Employee resistance to change can be undesirable as it places an obstacle in the way of business development and organisational change. However, there are certain circumstances where employee resistance to change is viewed in a positive light. By resisting change and demonstrating their reasons for doing so, employees may actually be encouraging change by offering alternative solutions and options. As pointed out by de Jager; “the idea that anyone who questions the need for change has an attitude problem is simply wrong, not only because it discounts past achievements, but also because it makes us vulnerable to indiscriminate and ill-advised change” (de Jager, 2001: 25).

Therefore, whilst some may consider employee resistance to change disrespectful and unfounded (Piderit, 2000: 26), others may be consider it to be “very effective, very powerful” and a “very useful survival mechanism” (de Jager, 2001: 25). An employer may want to instigate organisational change that is inappropriate or wrong and “just as conflict can sometimes be used constructively for change, legitimate resistance might bring about additional organizational change” (Folger and Skarlicki, 1999: 37).

This essay will demonstrate how employees can offer legitimate resistance to change by suggesting alternative organisational change structures that will help to promote sustainability and assist in business development. This will be done by looking at various organisational change models and frameworks that will provide employees with the ability to resist change by offering additional options, which they believe will be in the best interests of the organisation. Employee resistance may lead to proposed change initiatives being revaluated by management who may then consider the most appropriate change for the business, as recommended by the employee.

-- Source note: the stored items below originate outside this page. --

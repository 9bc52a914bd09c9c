//! Bevy side of the viewer: camera, page display, pointer translation,
//! highlight rendering and the persistence task plumbing around the
//! toolkit-neutral [`HighlightEngine`].

mod camera;
mod cursor;
mod input;
pub mod notices;
pub mod page;
mod params;
mod render;
mod sync;

pub use camera::ViewerCamera;
pub use notices::Notices;
pub use page::PageDisplay;
pub use sync::{Backend, SyncStatus};

use std::path::PathBuf;

use bevy::prelude::*;

use crate::config::{AppConfig, ConfigLoaded};
use crate::overlay::{EngineSettings, HighlightEngine};

/// Document id used until a page folder or configured document is open.
const UNTITLED_DOCUMENT: &str = "untitled";

/// The highlight engine of the open document.
#[derive(Resource, Deref, DerefMut)]
pub struct OverlayEngine(pub HighlightEngine);

impl Default for OverlayEngine {
    fn default() -> Self {
        Self(HighlightEngine::new(UNTITLED_DOCUMENT, EngineSettings::default()))
    }
}

/// Open a folder of page images as the current document.
#[derive(Message)]
pub struct OpenPagesRequest {
    pub path: PathBuf,
}

/// Show another page (1-indexed; clamped to the document).
#[derive(Message)]
pub struct GoToPageRequest {
    pub page: u32,
}

#[derive(Message)]
pub struct UndoRequest;

#[derive(Message)]
pub struct RedoRequest;

/// Delete the selected highlight.
#[derive(Message)]
pub struct DeleteActiveRequest;

/// Fetch the highlights of the open document again.
#[derive(Message)]
pub struct ReloadHighlightsRequest;

/// Ordering of the per-frame viewer work.
#[derive(SystemSet, Debug, Clone, PartialEq, Eq, Hash)]
pub enum ViewerSet {
    /// Keyboard and pointer input into the engine.
    Input,
    /// Dispatch and poll background tasks.
    Sync,
    /// Sprites, gizmos and cursor.
    Render,
}

/// Build the engine for the configured document and open the remembered
/// page folder.
fn init_document(
    config: Res<AppConfig>,
    mut engine: ResMut<OverlayEngine>,
    mut open_events: MessageWriter<OpenPagesRequest>,
    mut reload_events: MessageWriter<ReloadHighlightsRequest>,
) {
    let document_id = config
        .data
        .effective_document_id()
        .unwrap_or_else(|| UNTITLED_DOCUMENT.to_string());
    engine.0 = new_engine(&config, document_id);

    match &config.data.pages_dir {
        Some(path) if path.exists() => {
            open_events.write(OpenPagesRequest { path: path.clone() });
        }
        _ => {
            reload_events.write(ReloadHighlightsRequest);
        }
    }
}

/// Engine configured from the current settings.
pub fn new_engine(config: &AppConfig, document_id: String) -> HighlightEngine {
    let mut engine = HighlightEngine::new(document_id, config.data.highlight.engine_settings());
    engine.set_owner_ref(config.data.owner_ref.clone().filter(|r| !r.is_empty()));
    engine
}

pub struct ViewerPlugin;

impl Plugin for ViewerPlugin {
    fn build(&self, app: &mut App) {
        app.init_resource::<OverlayEngine>()
            .init_resource::<PageDisplay>()
            .init_resource::<Notices>()
            .init_resource::<SyncStatus>()
            .init_resource::<Backend>()
            .init_resource::<input::PointerTracker>()
            .init_resource::<render::HighlightSprites>()
            .add_message::<OpenPagesRequest>()
            .add_message::<GoToPageRequest>()
            .add_message::<UndoRequest>()
            .add_message::<RedoRequest>()
            .add_message::<DeleteActiveRequest>()
            .add_message::<ReloadHighlightsRequest>()
            .init_gizmo_group::<render::OverlayGizmoGroup>()
            .configure_sets(
                Update,
                (ViewerSet::Input, ViewerSet::Sync, ViewerSet::Render).chain(),
            )
            .add_systems(Startup, (camera::spawn_camera, render::configure_overlay_gizmos))
            .add_systems(
                Startup,
                (sync::init_backend, init_document)
                    .chain()
                    .after(ConfigLoaded),
            )
            .add_systems(
                Update,
                (
                    camera::camera_pan,
                    camera::camera_zoom,
                    camera::apply_camera_zoom,
                    input::handle_shortcuts,
                    input::translate_pointer,
                    input::handle_history_requests,
                    input::handle_delete_requests,
                )
                    .chain()
                    .in_set(ViewerSet::Input),
            )
            .add_systems(
                Update,
                (
                    page::handle_open_pages,
                    page::handle_go_to_page,
                    page::poll_render_tasks,
                    camera::fit_camera_to_page,
                    sync::start_highlight_load.run_if(on_message::<ReloadHighlightsRequest>),
                    sync::poll_highlight_load,
                    sync::dispatch_requests,
                    sync::poll_persist_tasks,
                    sync::collect_notices,
                    notices::expire_notices,
                )
                    .chain()
                    .in_set(ViewerSet::Sync),
            )
            .add_systems(
                Update,
                (
                    render::sync_highlight_sprites,
                    render::draw_overlay_gizmos,
                    cursor::update_cursor_icon,
                )
                    .in_set(ViewerSet::Render),
            );
    }
}
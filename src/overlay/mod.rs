//! Highlight overlay engine.
//!
//! Toolkit-neutral core: nothing in here depends on Bevy. The viewer feeds
//! [`PointerEvent`]s and a [`ContainerRect`] into a [`HighlightEngine`], runs
//! the [`PersistRequest`]s it emits against a backend, and reports results
//! back with [`HighlightEngine::resolve`].

mod engine;
mod error;
mod geometry;
mod highlight;
mod history;
mod pointer;
mod session;
mod store;

pub use engine::{
    EngineSettings, HighlightEngine, Notice, OperationId, PersistCall, PersistReply,
    PersistRequest,
};
pub use error::{GeometryError, PersistenceError, UndoError};
pub use geometry::{
    ContainerRect, Corner, HighlightRect, PAGE_EXTENT, PagePoint, PixelPoint, SizeLimits,
    to_percent, to_pixel,
};
pub use highlight::{Highlight, HighlightDraft, HighlightId, HighlightPatch};
pub use history::{DEFAULT_UNDO_CAPACITY, UndoEntry, UndoLog};
pub use pointer::{PointerEvent, PointerKind, PointerTarget};
pub use session::{Gesture, InteractionMode, InteractionSession, hit_test};
pub use store::HighlightStore;
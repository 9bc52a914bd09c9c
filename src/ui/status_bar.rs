use bevy::prelude::*;
use bevy_egui::{EguiContexts, egui};

use crate::theme;
use crate::viewer::{OverlayEngine, PageDisplay, SyncStatus};

/// Bottom bar: document, page label, selection and save activity.
pub fn status_bar_ui(
    mut contexts: EguiContexts,
    engine: Res<OverlayEngine>,
    page: Res<PageDisplay>,
    status: Res<SyncStatus>,
) -> Result {
    egui::TopBottomPanel::bottom("status_bar").show(contexts.ctx_mut()?, |ui| {
        ui.horizontal(|ui| {
            ui.label(egui::RichText::new(engine.document_id()).strong());
            if let Some(ref label) = page.label {
                ui.label(egui::RichText::new(label).color(theme::MUTED_TEXT));
            }
            if page.loading {
                ui.spinner();
            }

            ui.separator();
            ui.label(format!("{} highlights", engine.store().len()));
            if let Some(active) = engine.active_highlight() {
                let rect = active.rect;
                ui.label(
                    egui::RichText::new(format!(
                        "selected: {:.1}%, {:.1}%  {:.1} x {:.1}",
                        rect.center_x, rect.center_y, rect.width, rect.height
                    ))
                    .color(theme::MUTED_TEXT),
                );
            }

            ui.with_layout(egui::Layout::right_to_left(egui::Align::Center), |ui| {
                ui.label(egui::RichText::new(status.backend_name).color(theme::MUTED_TEXT));
                if status.loading {
                    ui.label("loading highlights...");
                } else if status.in_flight > 0 {
                    ui.label(format!("saving {}...", status.in_flight));
                }
                let mode = engine.session().mode();
                if !mode.is_idle() {
                    ui.label(mode.name());
                }
            });
        });
    });
    Ok(())
}
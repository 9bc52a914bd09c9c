//! Bounded undo/redo log for highlight mutations.
//!
//! Entries are recorded only after the backend confirmed the mutation. Each
//! entry keeps enough state to apply its inverse (undo) and to re-apply it
//! (redo).

use std::collections::VecDeque;

use super::highlight::{Highlight, HighlightId};

/// Default number of entries kept on the undo stack.
pub const DEFAULT_UNDO_CAPACITY: usize = 20;

/// A committed, reversible highlight mutation.
#[derive(Debug, Clone, PartialEq)]
pub enum UndoEntry {
    /// A highlight was created; undo deletes it.
    Create { highlight: Highlight },
    /// A highlight was deleted; undo re-creates it from `prior`.
    Delete { prior: Highlight },
    /// A highlight was moved/resized/recolored; undo restores `prior`.
    Update { prior: Highlight, next: Highlight },
}

impl UndoEntry {
    pub fn highlight_id(&self) -> &HighlightId {
        match self {
            UndoEntry::Create { highlight } => &highlight.id,
            UndoEntry::Delete { prior } => &prior.id,
            UndoEntry::Update { prior, .. } => &prior.id,
        }
    }

    pub fn label(&self) -> &'static str {
        match self {
            UndoEntry::Create { .. } => "create",
            UndoEntry::Delete { .. } => "delete",
            UndoEntry::Update { .. } => "update",
        }
    }

    /// Point the entry at `new` wherever it referenced `old`.
    pub fn rebind(&mut self, old: &HighlightId, new: &HighlightId) {
        let records: Vec<&mut Highlight> = match self {
            UndoEntry::Create { highlight } => vec![highlight],
            UndoEntry::Delete { prior } => vec![prior],
            UndoEntry::Update { prior, next } => vec![prior, next],
        };
        for record in records {
            if &record.id == old {
                record.id = new.clone();
            }
        }
    }
}

/// Undo and redo stacks, each capped at `capacity` (oldest dropped first).
#[derive(Debug, Clone)]
pub struct UndoLog {
    /// Most recent last.
    undo_stack: VecDeque<UndoEntry>,
    /// Most recent last.
    redo_stack: VecDeque<UndoEntry>,
    capacity: usize,
}

impl Default for UndoLog {
    fn default() -> Self {
        Self::with_capacity(DEFAULT_UNDO_CAPACITY)
    }
}

impl UndoLog {
    pub fn with_capacity(capacity: usize) -> Self {
        let capacity = capacity.max(1);
        Self {
            undo_stack: VecDeque::with_capacity(capacity),
            redo_stack: VecDeque::with_capacity(capacity),
            capacity,
        }
    }

    pub fn capacity(&self) -> usize {
        self.capacity
    }

    /// Record a new mutation. Clears the redo stack.
    pub fn record(&mut self, entry: UndoEntry) {
        self.redo_stack.clear();
        Self::push_bounded(&mut self.undo_stack, entry, self.capacity);
    }

    /// Return an entry to the undo stack without touching redo (after a redo
    /// succeeded, or an undo failed).
    pub fn push_undo(&mut self, entry: UndoEntry) {
        Self::push_bounded(&mut self.undo_stack, entry, self.capacity);
    }

    pub fn push_redo(&mut self, entry: UndoEntry) {
        Self::push_bounded(&mut self.redo_stack, entry, self.capacity);
    }

    pub fn pop_undo(&mut self) -> Option<UndoEntry> {
        self.undo_stack.pop_back()
    }

    pub fn pop_redo(&mut self) -> Option<UndoEntry> {
        self.redo_stack.pop_back()
    }

    pub fn peek_undo(&self) -> Option<&UndoEntry> {
        self.undo_stack.back()
    }

    pub fn peek_redo(&self) -> Option<&UndoEntry> {
        self.redo_stack.back()
    }

    pub fn can_undo(&self) -> bool {
        !self.undo_stack.is_empty()
    }

    pub fn can_redo(&self) -> bool {
        !self.redo_stack.is_empty()
    }

    pub fn undo_count(&self) -> usize {
        self.undo_stack.len()
    }

    pub fn redo_count(&self) -> usize {
        self.redo_stack.len()
    }

    /// Rewrite every entry that references `old` (server-assigned id after a
    /// re-create).
    pub fn rebind(&mut self, old: &HighlightId, new: &HighlightId) {
        for entry in self.undo_stack.iter_mut().chain(self.redo_stack.iter_mut()) {
            entry.rebind(old, new);
        }
    }

    pub fn clear(&mut self) {
        self.undo_stack.clear();
        self.redo_stack.clear();
    }

    fn push_bounded(stack: &mut VecDeque<UndoEntry>, entry: UndoEntry, capacity: usize) {
        while stack.len() >= capacity {
            stack.pop_front();
        }
        stack.push_back(entry);
    }
}
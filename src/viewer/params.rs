//! Camera and window access shared by the viewer systems.

use bevy::ecs::system::SystemParam;
use bevy::prelude::*;
use bevy::window::PrimaryWindow;
use bevy_egui::EguiContexts;

use crate::overlay::{ContainerRect, PixelPoint};

use super::camera::ViewerCamera;
use super::page::PageDisplay;

/// Bundled camera and window queries for cursor and page projections
#[derive(SystemParam)]
pub struct CameraParams<'w, 's> {
    pub window: Query<'w, 's, &'static Window, With<PrimaryWindow>>,
    pub camera: Query<'w, 's, (&'static Camera, &'static GlobalTransform), With<ViewerCamera>>,
}

impl CameraParams<'_, '_> {
    /// Cursor position in window (viewport) pixels, if over the window.
    pub fn cursor_position(&self) -> Option<Vec2> {
        self.window.single().ok()?.cursor_position()
    }

    pub fn window_focused(&self) -> bool {
        self.window.single().map(|w| w.focused).unwrap_or(false)
    }

    /// On-screen rectangle of the displayed page, in viewport pixels.
    pub fn page_container(&self, page: &PageDisplay) -> Option<ContainerRect> {
        if page.world_size == Vec2::ZERO {
            return None;
        }
        let (camera, transform) = self.camera.single().ok()?;
        let half = page.world_size / 2.0;
        let top_left = camera
            .world_to_viewport(transform, Vec3::new(-half.x, half.y, 0.0))
            .ok()?;
        let bottom_right = camera
            .world_to_viewport(transform, Vec3::new(half.x, -half.y, 0.0))
            .ok()?;
        Some(ContainerRect::from_corners(
            PixelPoint::new(top_left.x, top_left.y),
            PixelPoint::new(bottom_right.x, bottom_right.y),
        ))
    }
}

/// Check if cursor is over egui UI (for input gating)
pub fn is_cursor_over_ui(contexts: &mut EguiContexts) -> bool {
    contexts
        .ctx_mut()
        .map(|ctx| ctx.is_pointer_over_area())
        .unwrap_or(false)
}

/// Check if egui is consuming keyboard input (a text field has focus)
pub fn is_typing_in_ui(contexts: &mut EguiContexts) -> bool {
    contexts
        .ctx_mut()
        .map(|ctx| ctx.wants_keyboard_input())
        .unwrap_or(false)
}
//! Drawing the overlay: one translucent sprite per visible highlight, gizmo
//! outlines, resize handles and the draw preview.

use std::collections::{HashMap, HashSet};

use bevy::gizmos::config::{GizmoConfigGroup, GizmoConfigStore};
use bevy::prelude::*;

use crate::overlay::{Corner, HighlightId};
use crate::theme;

use super::OverlayEngine;
use super::camera::{CameraZoom, ViewerCamera};
use super::page::PageDisplay;

/// Highlights sit above the page sprite; later paint order stacks higher.
const HIGHLIGHT_BASE_Z: f32 = 1.0;
const HIGHLIGHT_Z_STEP: f32 = 0.001;

#[derive(Default, Reflect, GizmoConfigGroup)]
pub struct OverlayGizmoGroup;

pub fn configure_overlay_gizmos(mut config_store: ResMut<GizmoConfigStore>) {
    let (config, _) = config_store.config_mut::<OverlayGizmoGroup>();
    config.line.width = 2.0;
}

/// Sprite entity of each highlight on screen.
#[derive(Resource, Default)]
pub struct HighlightSprites {
    entities: HashMap<HighlightId, Entity>,
}

#[derive(Component)]
pub struct HighlightSprite {
    pub id: HighlightId,
}

/// Mirror the visible highlights of the engine into sprites.
pub fn sync_highlight_sprites(
    mut commands: Commands,
    engine: Res<OverlayEngine>,
    page: Res<PageDisplay>,
    mut sprites: ResMut<HighlightSprites>,
    mut query: Query<(&mut Sprite, &mut Transform), With<HighlightSprite>>,
) {
    if !engine.is_changed() && !page.is_changed() {
        return;
    }

    let visible = if page.world_size == Vec2::ZERO {
        Vec::new()
    } else {
        engine.visible()
    };
    let mut seen = HashSet::with_capacity(visible.len());

    for (index, highlight) in visible.iter().enumerate() {
        let (center, size) = page.rect_to_world(&highlight.rect);
        let alpha = if engine.is_locked(&highlight.id) {
            theme::PENDING_FILL_ALPHA
        } else {
            theme::HIGHLIGHT_FILL_ALPHA
        };
        let color = theme::highlight_fill(&highlight.color, alpha);
        let translation = center.extend(HIGHLIGHT_BASE_Z + index as f32 * HIGHLIGHT_Z_STEP);
        seen.insert(highlight.id.clone());

        if let Some(&entity) = sprites.entities.get(&highlight.id)
            && let Ok((mut sprite, mut transform)) = query.get_mut(entity)
        {
            sprite.color = color;
            sprite.custom_size = Some(size);
            transform.translation = translation;
            continue;
        }

        let entity = commands
            .spawn((
                HighlightSprite {
                    id: highlight.id.clone(),
                },
                Sprite {
                    color,
                    custom_size: Some(size),
                    ..default()
                },
                Transform::from_translation(translation),
            ))
            .id();
        sprites.entities.insert(highlight.id.clone(), entity);
    }

    sprites.entities.retain(|id, entity| {
        if seen.contains(id) {
            return true;
        }
        commands.entity(*entity).despawn();
        false
    });
}

/// Outlines, the selected highlight's handles and the draw preview.
pub fn draw_overlay_gizmos(
    mut gizmos: Gizmos<OverlayGizmoGroup>,
    engine: Res<OverlayEngine>,
    page: Res<PageDisplay>,
    camera_query: Query<&CameraZoom, With<ViewerCamera>>,
) {
    if page.world_size == Vec2::ZERO {
        return;
    }
    let scale = camera_query.single().map(|zoom| zoom.scale).unwrap_or(1.0);

    for highlight in engine.visible() {
        let (center, size) = page.rect_to_world(&highlight.rect);
        let active = engine.active() == Some(&highlight.id);
        let color = if active {
            theme::ACTIVE_OUTLINE
        } else {
            theme::highlight_fill(&highlight.color, theme::HIGHLIGHT_OUTLINE_ALPHA)
        };
        gizmos.rect_2d(Isometry2d::from_translation(center), size, color);
    }

    // Handles are only offered while they can be grabbed.
    if let Some(highlight) = engine.active_highlight()
        && highlight.page_number == engine.current_page()
        && !engine.highlight_mode()
        && !engine.is_locked(&highlight.id)
    {
        let handle_size = Vec2::splat(engine.settings().handle_radius_px * scale);
        for corner in Corner::ALL {
            let position = page.percent_to_world(highlight.rect.corner(corner));
            gizmos.rect_2d(
                Isometry2d::from_translation(position),
                handle_size,
                theme::HANDLE_COLOR,
            );
        }
    }

    if let Some(preview) = engine.session().preview() {
        let (center, size) = page.rect_to_world(&preview);
        gizmos.rect_2d(Isometry2d::from_translation(center), size, theme::DRAW_PREVIEW);
    }
}
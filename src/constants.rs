//! Centralized constants used across the application.
//!
//! Highlight tunables (sizes, threshold, undo capacity, handle radius) live in
//! the config file instead; these are the fixed values of the shell.

/// Default window width in pixels
pub const DEFAULT_WINDOW_WIDTH: f32 = 1600.0;

/// Default window height in pixels
pub const DEFAULT_WINDOW_HEIGHT: f32 = 900.0;

/// Width pages are rasterised at when the config does not say otherwise
pub const DEFAULT_PAGE_RENDER_WIDTH: u32 = 1600;

/// Timeout applied to every highlight API request
pub const DEFAULT_REQUEST_TIMEOUT_SECS: u64 = 10;

/// Maximum number of recent page folders to remember in config
pub const MAX_RECENT_PAGE_DIRS: usize = 5;

/// Camera zoom bounds (orthographic scale)
pub const MIN_ZOOM: f32 = 0.1;
pub const MAX_ZOOM: f32 = 10.0;

/// How long a notice stays on screen before it fades out
pub const NOTICE_LIFETIME_SECS: f32 = 6.0;
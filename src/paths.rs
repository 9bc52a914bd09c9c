//! Platform-appropriate locations for config and logs.
//!
//! In development mode (cargo run), paths resolve to the working directory.
//! Installed builds use:
//! - Windows: `%APPDATA%\pidmark\`
//! - macOS: `~/Library/Application Support/pidmark/`
//! - Linux: `~/.config/pidmark/` (config), `~/.local/share/pidmark/` (data)

use std::path::PathBuf;

const APP_DIR: &str = "pidmark";

/// True when running under cargo or from a debug build.
pub fn is_dev_mode() -> bool {
    std::env::var("CARGO").is_ok() || cfg!(debug_assertions)
}

pub fn config_dir() -> Option<PathBuf> {
    if is_dev_mode() {
        return Some(PathBuf::from("."));
    }

    #[cfg(target_os = "linux")]
    {
        dirs::config_dir().map(|p| p.join(APP_DIR))
    }

    #[cfg(not(target_os = "linux"))]
    {
        data_dir()
    }
}

pub fn data_dir() -> Option<PathBuf> {
    if is_dev_mode() {
        return Some(PathBuf::from("."));
    }

    dirs::data_dir().map(|p| p.join(APP_DIR))
}

/// `./config.json` in dev mode, `{config_dir}/config.json` otherwise.
pub fn config_file() -> PathBuf {
    config_dir()
        .map(|p| p.join("config.json"))
        .unwrap_or_else(|| PathBuf::from("config.json"))
}

/// `./logs/` in dev mode, `{data_dir}/logs/` otherwise.
pub fn logs_dir() -> PathBuf {
    data_dir()
        .map(|p| p.join("logs"))
        .unwrap_or_else(|| PathBuf::from("logs"))
}

/// Create config and data directories for installed builds.
pub fn ensure_directories() -> std::io::Result<()> {
    if is_dev_mode() {
        return Ok(());
    }

    if let Some(config) = config_dir() {
        std::fs::create_dir_all(&config)?;
    }
    if let Some(data) = data_dir() {
        std::fs::create_dir_all(data.join("logs"))?;
    }
    Ok(())
}

#[cfg(test)]
mod tests {
    use super::*;

    #[test]
    fn test_config_file_has_json_extension() {
        assert!(config_file().to_string_lossy().ends_with("config.json"));
    }

    #[test]
    fn test_dev_mode_returns_local_paths() {
        // Tests build with debug assertions.
        assert!(is_dev_mode());
        assert_eq!(config_dir(), Some(PathBuf::from(".")));
        assert_eq!(logs_dir(), PathBuf::from("./logs"));
    }
}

The process of change within an organisation isn’t just about creating a change that individuals will be able to resist, but rather the transition that will accommodate the change (Bridges, 1991: 3). Unless transition occurs, it is unlikely that the change will be effective. It is thus important that employees are capable of resisting change so that they can offer alternative solutions that may be better suited to organisational needs. Consequently, employee resistance to change is an important contributor to implementing effective change within an organisation.

Main Body

Burke-Litwin Model (1992)

The Organisational Transformation Process, developed by Burke and Litwin (1992: 1), is one of the main models that can be used to implement change within an organisation. Employees can use this model to offer resistance to change by offering alternative solutions that would be better suited to the organisation. Employees can use this model to show the various drivers of change by ranking them in terms of importance (Jex, 2002: 442). The most important factors are featured at the top, with the lower layers becoming progressively less important. By using this model, an employee will be able to demonstrate that all of the factors for change are interrelated and that a change in one factor will affect a change in all of the other factors. Organisations therefore have to consider whether the impact a change will have upon the other factors will help the business to remain sustainable (Hertwich, 2006: 10). As the external environment is at the top of the model, this is the main factor that is likely to influence change. An employee can resist change by offering an alternative solution that takes into account the needs of the external environment (World Commission on Environment and Development, 2011: 1).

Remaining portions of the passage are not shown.